MOED KATAN 6 - dedicated by Mr. Avi Berger of Queens, N.Y. in memory of his parents, Pinchas ben Reb Avraham Yitzchak, and Leah bas Michal Mordechai.



(a) Rebbi Yehudah maintains that whether a marked field contains a *plowed* grave or a *lost* one can only be determined by an elder or by a young Talmid-Chacham. Abaye derives from Rebbi Yehudah's statement - that when there is a Talmid-Chacham in town, all the major issues that concern the town are controlled by him.

(b) Rav Yehudah says that ...

1. ... when *one* stone is marked with lime - then underneath it is Tamei.
2. ... when *two* stones are marked with lime - then, if there is also lime in between *them*, then in between them is Tamei, too; but if not, then only underneath them is Tamei.
(c) Even though we learned earlier that the mark must be a slight distance away from the Tum'ah and not directly on top of it - that applies only to a Safek Tum'ah that is on ground level, and that one does see from a distance. But large stones, which are visible from a distance, may be marked even if the Safek Tum'ah is directly underneath them.

(d) The Beraisa also declares the space in between the two stones ...

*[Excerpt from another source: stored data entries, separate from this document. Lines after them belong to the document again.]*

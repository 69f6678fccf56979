//! Ride lifecycle endpoints.

use axum::{
    extract::{Path, Query, State},
    http::StatusCode,
    Json,
};
use serde::{Deserialize, Serialize};
use service_core::error::AppError;
use uuid::Uuid;

use crate::middleware::ActorContext;
use crate::models::{Ride, Role};
use crate::services::RideRequest;
use crate::AppState;

#[derive(Debug, Serialize)]
pub struct RideRequested {
    #[serde(flatten)]
    pub ride: Ride,
    /// Approved, available drivers near the pickup at request time.
    pub nearby_drivers: usize,
}

#[derive(Debug, Deserialize, Default)]
pub struct CancelRequest {
    pub reason: Option<String>,
}

#[derive(Debug, Deserialize)]
pub struct RateRequest {
    pub rating: i16,
}

#[derive(Debug, Deserialize)]
pub struct RideListQuery {
    pub rider_id: Option<Uuid>,
    pub driver_id: Option<Uuid>,
    pub status: Option<crate::models::RideStatus>,
    #[serde(default = "default_limit")]
    pub limit: i64,
    #[serde(default)]
    pub offset: i64,
}

fn default_limit() -> i64 {
    50
}

pub async fn request_ride(
    State(state): State<AppState>,
    actor: ActorContext,
    Json(payload): Json<RideRequest>,
) -> Result<(StatusCode, Json<RideRequested>), AppError> {
    let actor = actor.require(Role::Rider)?;

    let (ride, nearby_drivers) = state.rides.request_ride(actor.user_id, payload).await?;

    Ok((
        StatusCode::CREATED,
        Json(RideRequested {
            ride,
            nearby_drivers,
        }),
    ))
}

pub async fn accept_ride(
    State(state): State<AppState>,
    actor: ActorContext,
    Path(ride_id): Path<Uuid>,
) -> Result<Json<Ride>, AppError> {
    let actor = actor.require(Role::Driver)?;
    let ride = state.rides.accept_ride(ride_id, actor.user_id).await?;
    Ok(Json(ride))
}

pub async fn start_ride(
    State(state): State<AppState>,
    actor: ActorContext,
    Path(ride_id): Path<Uuid>,
) -> Result<Json<Ride>, AppError> {
    let actor = actor.require(Role::Driver)?;
    let ride = state.rides.start_ride(ride_id, actor.user_id).await?;
    Ok(Json(ride))
}

pub async fn complete_ride(
    State(state): State<AppState>,
    actor: ActorContext,
    Path(ride_id): Path<Uuid>,
) -> Result<Json<Ride>, AppError> {
    let actor = actor.require(Role::Driver)?;
    let ride = state.rides.complete_ride(ride_id, actor.user_id).await?;
    Ok(Json(ride))
}

pub async fn cancel_ride(
    State(state): State<AppState>,
    actor: ActorContext,
    Path(ride_id): Path<Uuid>,
    payload: Option<Json<CancelRequest>>,
) -> Result<Json<Ride>, AppError> {
    let reason = payload.and_then(|Json(p)| p.reason);
    let ride = state.rides.cancel_ride(ride_id, actor, reason).await?;
    Ok(Json(ride))
}

pub async fn rate_ride(
    State(state): State<AppState>,
    actor: ActorContext,
    Path(ride_id): Path<Uuid>,
    Json(payload): Json<RateRequest>,
) -> Result<Json<Ride>, AppError> {
    let ride = state
        .rides
        .rate_ride(ride_id, actor, payload.rating)
        .await?;
    Ok(Json(ride))
}

/// Ride details, visible to the rider, the assigned driver, and admins.
pub async fn get_ride(
    State(state): State<AppState>,
    actor: ActorContext,
    Path(ride_id): Path<Uuid>,
) -> Result<Json<Ride>, AppError> {
    let ride = state
        .db
        .get_ride(ride_id)
        .await?
        .ok_or_else(|| AppError::NotFound(anyhow::anyhow!("Ride not found")))?;

    let allowed = match actor.role {
        Role::Admin => true,
        Role::Rider => ride.rider_id == actor.user_id,
        Role::Driver => {
            let driver = state.db.get_driver_by_user(actor.user_id).await?;
            driver.is_some_and(|d| ride.driver_id == Some(d.driver_id))
        }
    };
    if !allowed {
        return Err(AppError::Authorization(anyhow::anyhow!(
            "You are not authorized to view this ride"
        )));
    }

    Ok(Json(ride))
}

/// Ride history. Riders and drivers see their own rides; admins may filter
/// by rider or driver.
pub async fn list_rides(
    State(state): State<AppState>,
    actor: ActorContext,
    Query(query): Query<RideListQuery>,
) -> Result<Json<Vec<Ride>>, AppError> {
    let limit = query.limit.clamp(1, 100);
    let offset = query.offset.max(0);

    let (rider_id, driver_id) = match actor.role {
        Role::Rider => (Some(actor.user_id), None),
        Role::Driver => {
            let driver = state
                .db
                .get_driver_by_user(actor.user_id)
                .await?
                .ok_or_else(|| {
                    AppError::NotFound(anyhow::anyhow!("Driver details not found"))
                })?;
            (None, Some(driver.driver_id))
        }
        Role::Admin => (query.rider_id, query.driver_id),
    };

    let rides = state
        .db
        .list_rides(rider_id, driver_id, query.status, limit, offset)
        .await?;
    Ok(Json(rides))
}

1. ... Tamei - if the owner did *not* plow in the middle (even if there is no lime there).
2. ... Tahor if he *did* - provided the lime is poured on top of the stones but some of it spread to the middle. We presume that it was the plow that scraped some of the lime off the stones; but if he did *not* plow in the middle and there is lime in the middle, then it is Tamei, because it can only be the marking on top of a Safek Tum'ah.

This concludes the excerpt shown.